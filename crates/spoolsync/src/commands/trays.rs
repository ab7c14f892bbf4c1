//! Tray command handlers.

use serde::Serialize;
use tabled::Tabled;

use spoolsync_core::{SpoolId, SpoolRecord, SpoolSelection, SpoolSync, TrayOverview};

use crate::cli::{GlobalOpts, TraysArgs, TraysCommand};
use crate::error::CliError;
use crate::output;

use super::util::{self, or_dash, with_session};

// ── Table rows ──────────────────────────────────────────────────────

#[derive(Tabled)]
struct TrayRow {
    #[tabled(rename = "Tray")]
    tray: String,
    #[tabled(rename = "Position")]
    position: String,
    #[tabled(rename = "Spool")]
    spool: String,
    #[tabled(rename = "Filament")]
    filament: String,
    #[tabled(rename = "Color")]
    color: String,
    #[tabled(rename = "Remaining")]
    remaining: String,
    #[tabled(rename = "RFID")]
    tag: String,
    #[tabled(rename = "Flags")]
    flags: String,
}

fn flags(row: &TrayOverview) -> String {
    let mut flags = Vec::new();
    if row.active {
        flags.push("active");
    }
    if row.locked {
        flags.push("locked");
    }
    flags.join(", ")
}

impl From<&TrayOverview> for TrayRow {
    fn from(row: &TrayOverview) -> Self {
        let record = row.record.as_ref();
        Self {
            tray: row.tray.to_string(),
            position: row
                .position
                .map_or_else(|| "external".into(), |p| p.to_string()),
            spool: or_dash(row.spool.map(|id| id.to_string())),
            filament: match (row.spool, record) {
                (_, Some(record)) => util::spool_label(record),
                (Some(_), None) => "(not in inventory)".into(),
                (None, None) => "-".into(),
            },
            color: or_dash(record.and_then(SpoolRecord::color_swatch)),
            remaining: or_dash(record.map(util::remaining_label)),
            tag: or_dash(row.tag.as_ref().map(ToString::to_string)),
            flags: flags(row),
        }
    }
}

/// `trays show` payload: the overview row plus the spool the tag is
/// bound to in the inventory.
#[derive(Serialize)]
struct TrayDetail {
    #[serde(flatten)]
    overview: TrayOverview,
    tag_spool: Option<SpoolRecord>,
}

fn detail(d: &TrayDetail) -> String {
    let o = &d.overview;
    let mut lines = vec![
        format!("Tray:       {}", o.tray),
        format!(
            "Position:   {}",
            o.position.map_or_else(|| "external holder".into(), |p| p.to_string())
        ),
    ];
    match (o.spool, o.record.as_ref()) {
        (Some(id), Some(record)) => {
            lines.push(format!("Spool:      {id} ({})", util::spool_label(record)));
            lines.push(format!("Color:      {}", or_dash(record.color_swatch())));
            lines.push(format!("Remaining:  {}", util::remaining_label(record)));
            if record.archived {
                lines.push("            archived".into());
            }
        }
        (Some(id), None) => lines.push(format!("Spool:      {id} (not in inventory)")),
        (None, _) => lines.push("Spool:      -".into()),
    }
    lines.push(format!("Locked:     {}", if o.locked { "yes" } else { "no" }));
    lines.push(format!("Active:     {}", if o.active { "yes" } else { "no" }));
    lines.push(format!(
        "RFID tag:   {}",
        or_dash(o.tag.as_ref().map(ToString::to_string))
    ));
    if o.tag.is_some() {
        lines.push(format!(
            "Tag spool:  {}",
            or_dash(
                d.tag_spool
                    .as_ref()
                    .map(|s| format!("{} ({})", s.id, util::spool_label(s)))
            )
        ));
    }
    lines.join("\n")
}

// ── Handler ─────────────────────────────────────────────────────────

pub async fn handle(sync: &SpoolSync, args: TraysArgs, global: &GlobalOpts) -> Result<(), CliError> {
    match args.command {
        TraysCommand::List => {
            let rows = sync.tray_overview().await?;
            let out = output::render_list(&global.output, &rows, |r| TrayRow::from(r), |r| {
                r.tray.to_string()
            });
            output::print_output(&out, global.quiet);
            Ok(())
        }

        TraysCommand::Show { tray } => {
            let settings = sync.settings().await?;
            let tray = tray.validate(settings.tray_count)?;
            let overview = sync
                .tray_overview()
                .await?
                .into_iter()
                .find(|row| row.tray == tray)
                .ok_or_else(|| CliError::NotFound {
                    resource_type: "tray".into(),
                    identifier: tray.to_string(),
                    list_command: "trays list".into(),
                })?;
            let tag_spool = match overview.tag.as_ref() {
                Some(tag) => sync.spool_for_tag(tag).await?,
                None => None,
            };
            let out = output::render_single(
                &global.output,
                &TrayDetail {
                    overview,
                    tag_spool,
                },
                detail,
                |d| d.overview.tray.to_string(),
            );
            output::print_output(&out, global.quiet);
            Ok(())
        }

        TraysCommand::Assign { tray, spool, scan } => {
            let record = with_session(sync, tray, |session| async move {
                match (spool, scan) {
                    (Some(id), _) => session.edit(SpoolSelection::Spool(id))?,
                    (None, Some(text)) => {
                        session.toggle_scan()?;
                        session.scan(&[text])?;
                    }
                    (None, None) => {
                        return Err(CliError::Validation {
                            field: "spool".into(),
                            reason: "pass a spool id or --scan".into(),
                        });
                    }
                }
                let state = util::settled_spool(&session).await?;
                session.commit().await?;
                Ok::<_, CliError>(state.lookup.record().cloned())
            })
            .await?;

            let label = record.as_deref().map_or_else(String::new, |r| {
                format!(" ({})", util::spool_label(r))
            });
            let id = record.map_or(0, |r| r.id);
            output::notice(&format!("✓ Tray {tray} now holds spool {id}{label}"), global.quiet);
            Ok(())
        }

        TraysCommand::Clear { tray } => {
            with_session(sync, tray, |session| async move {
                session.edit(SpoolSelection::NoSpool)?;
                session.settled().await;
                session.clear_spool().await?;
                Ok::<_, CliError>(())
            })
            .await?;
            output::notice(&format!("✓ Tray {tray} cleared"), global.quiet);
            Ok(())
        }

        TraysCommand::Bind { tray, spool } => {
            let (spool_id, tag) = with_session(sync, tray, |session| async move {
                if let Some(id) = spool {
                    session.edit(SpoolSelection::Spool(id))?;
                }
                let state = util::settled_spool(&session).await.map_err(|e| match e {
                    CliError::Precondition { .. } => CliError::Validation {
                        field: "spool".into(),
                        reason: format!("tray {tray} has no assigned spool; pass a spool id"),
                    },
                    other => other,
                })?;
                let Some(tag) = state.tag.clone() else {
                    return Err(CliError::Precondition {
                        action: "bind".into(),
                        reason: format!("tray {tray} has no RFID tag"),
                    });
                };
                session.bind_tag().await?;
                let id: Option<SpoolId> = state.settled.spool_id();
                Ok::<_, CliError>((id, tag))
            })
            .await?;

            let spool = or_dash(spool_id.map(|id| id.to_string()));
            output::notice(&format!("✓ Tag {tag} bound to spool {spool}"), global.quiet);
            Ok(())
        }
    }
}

> **WHAT YOU SHOULD DO**: Copy out every line of the data above, exactly as given.

> **RESPONSE TO THE TASK**:
filename crates/spoolsync/src/commands/trays.rs
repository ab7c14f892bbf4c1
//! Tray command handlers.

use serde::Serialize;
use tabled::Tabled;

use spoolsync_core::{SpoolId, SpoolRecord, SpoolSelection, SpoolSync, TrayOverview};

use crate::cli::{GlobalOpts, TraysArgs, TraysCommand};
use crate::error::CliError;
use crate::output;

use super::util::{self, or_dash, with_session};

// ── Table rows ──────────────────────────────────────────────────────

#[derive(Tabled)]
struct TrayRow {
    #[tabled(rename = "Tray")]
    tray: String,
    #[tabled(rename = "Position")]
    position: String,
    #[tabled(rename = "Spool")]
    spool: String,
    #[tabled(rename = "Filament")]
    filament: String,
    #[tabled(rename = "Color")]
    color: String,
    #[tabled(rename = "Remaining")]
    remaining: String,
    #[tabled(rename = "RFID")]
    tag: String,
    #[tabled(rename = "Flags")]
    flags: String,
}

fn flags(row: &TrayOverview) -> String {
    let mut flags = Vec::new();
    if row.active {
        flags.push("active");
    }
    if row.locked {
        flags.push("locked");
    }
    flags.join(", ")
}

impl From<&TrayOverview> for TrayRow {
    fn from(row: &TrayOverview) -> Self {
        let record = row.record.as_ref();
        Self {
            tray: row.tray.to_string(),
            position: row
                .position
                .map_or_else(|| "external".into(), |p| p.to_string()),
            spool: or_dash(row.spool.map(|id| id.to_string())),
            filament: match (row.spool, record) {
                (_, Some(record)) => util::spool_label(record),
                (Some(_), None) => "(not in inventory)".into(),
                (None, None) => "-".into(),
            },
            color: or_dash(record.and_then(SpoolRecord::color_swatch)),
            remaining: or_dash(record.map(util::remaining_label)),
            tag: or_dash(row.tag.as_ref().map(ToString::to_string)),
            flags: flags(row),
        }
    }
}

/// `trays show` payload: the overview row plus the spool the tag is
/// bound to in the inventory.
#[derive(Serialize)]
struct TrayDetail {
    #[serde(flatten)]
    overview: TrayOverview,
    tag_spool: Option<SpoolRecord>,
}

fn detail(d: &TrayDetail) -> String {
    let o = &d.overview;
    let mut lines = vec![
        format!("Tray:       {}", o.tray),
        format!(
            "Position:   {}",
            o.position.map_or_else(|| "external holder".into(), |p| p.to_string())
        ),
    ];
    match (o.spool, o.record.as_ref()) {
        (Some(id), Some(record)) => {
            lines.push(format!("Spool:      {id} ({})", util::spool_label(record)));
            lines.push(format!("Color:      {}", or_dash(record.color_swatch())));
            lines.push(format!("Remaining:  {}", util::remaining_label(record)));
            if record.archived {
                lines.push("            archived".into());
            }
        }
        (Some(id), None) => lines.push(format!("Spool:      {id} (not in inventory)")),
        (None, _) => lines.push("Spool:      -".into()),
    }
    lines.push(format!("Locked:     {}", if o.locked { "yes" } else { "no" }));
    lines.push(format!("Active:     {}", if o.active { "yes" } else { "no" }));
    lines.push(format!(
        "RFID tag:   {}",
        or_dash(o.tag.as_ref().map(ToString::to_string))
    ));
    if o.tag.is_some() {
        lines.push(format!(
            "Tag spool:  {}",
            or_dash(
                d.tag_spool
                    .as_ref()
                    .map(|s| format!("{} ({})", s.id, util::spool_label(s)))
            )
        ));
    }
    lines.join("\n")
}

// ── Handler ─────────────────────────────────────────────────────────

pub async fn handle(sync: &SpoolSync, args: TraysArgs, global: &GlobalOpts) -> Result<(), CliError> {
    match args.command {
        TraysCommand::List => {
            let rows = sync.tray_overview().await?;
            let out = output::render_list(&global.output, &rows, |r| TrayRow::from(r), |r| {
                r.tray.to_string()
            });
            output::print_output(&out, global.quiet);
            Ok(())
        }

        TraysCommand::Show { tray } => {
            let settings = sync.settings().await?;
            let tray = tray.validate(settings.tray_count)?;
            let overview = sync
                .tray_overview()
                .await?
                .into_iter()
                .find(|row| row.tray == tray)
                .ok_or_else(|| CliError::NotFound {
                    resource_type: "tray".into(),
                    identifier: tray.to_string(),
                    list_command: "trays list".into(),
                })?;
            let tag_spool = match overview.tag.as_ref() {
                Some(tag) => sync.spool_for_tag(tag).await?,
                None => None,
            };
            let out = output::render_single(
                &global.output,
                &TrayDetail {
                    overview,
                    tag_spool,
                },
                detail,
                |d| d.overview.tray.to_string(),
            );
            output::print_output(&out, global.quiet);
            Ok(())
        }

        TraysCommand::Assign { tray, spool, scan } => {
            let record = with_session(sync, tray, |session| async move {
                match (spool, scan) {
                    (Some(id), _) => session.edit(SpoolSelection::Spool(id))?,
                    (None, Some(text)) => {
                        session.toggle_scan()?;
                        session.scan(&[text])?;
                    }
                    (None, None) => {
                        return Err(CliError::Validation {
                            field: "spool".into(),
                            reason: "pass a spool id or --scan".into(),
                        });
                    }
                }
                let state = util::settled_spool(&session).await?;
                session.commit().await?;
                Ok::<_, CliError>(state.lookup.record().cloned())
            })
            .await?;

            let label = record.as_deref().map_or_else(String::new, |r| {
                format!(" ({})", util::spool_label(r))
            });
            let id = record.map_or(0, |r| r.id);
            output::notice(&format!("✓ Tray {tray} now holds spool {id}{label}"), global.quiet);
            Ok(())
        }

        TraysCommand::Clear { tray } => {
            with_session(sync, tray, |session| async move {
                session.edit(SpoolSelection::NoSpool)?;
                session.settled().await;
                session.clear_spool().await?;
                Ok::<_, CliError>(())
            })
            .await?;
            output::notice(&format!("✓ Tray {tray} cleared"), global.quiet);
            Ok(())
        }

        TraysCommand::Bind { tray, spool } => {
            let (spool_id, tag) = with_session(sync, tray, |session| async move {
                if let Some(id) = spool {
                    session.edit(SpoolSelection::Spool(id))?;
                }
                let state = util::settled_spool(&session).await.map_err(|e| match e {
                    CliError::Precondition { .. } => CliError::Validation {
                        field: "spool".into(),
                        reason: format!("tray {tray} has no assigned spool; pass a spool id"),
                    },
                    other => other,
                })?;
                let Some(tag) = state.tag.clone() else {
                    return Err(CliError::Precondition {
                        action: "bind".into(),
                        reason: format!("tray {tray} has no RFID tag"),
                    });
                };
                session.bind_tag().await?;
                let id: Option<SpoolId> = state.settled.spool_id();
                Ok::<_, CliError>((id, tag))
            })
            .await?;

            let spool = or_dash(spool_id.map(|id| id.to_string()));
            output::notice(&format!("✓ Tag {tag} bound to spool {spool}"), global.quiet);
            Ok(())
        }
    }
}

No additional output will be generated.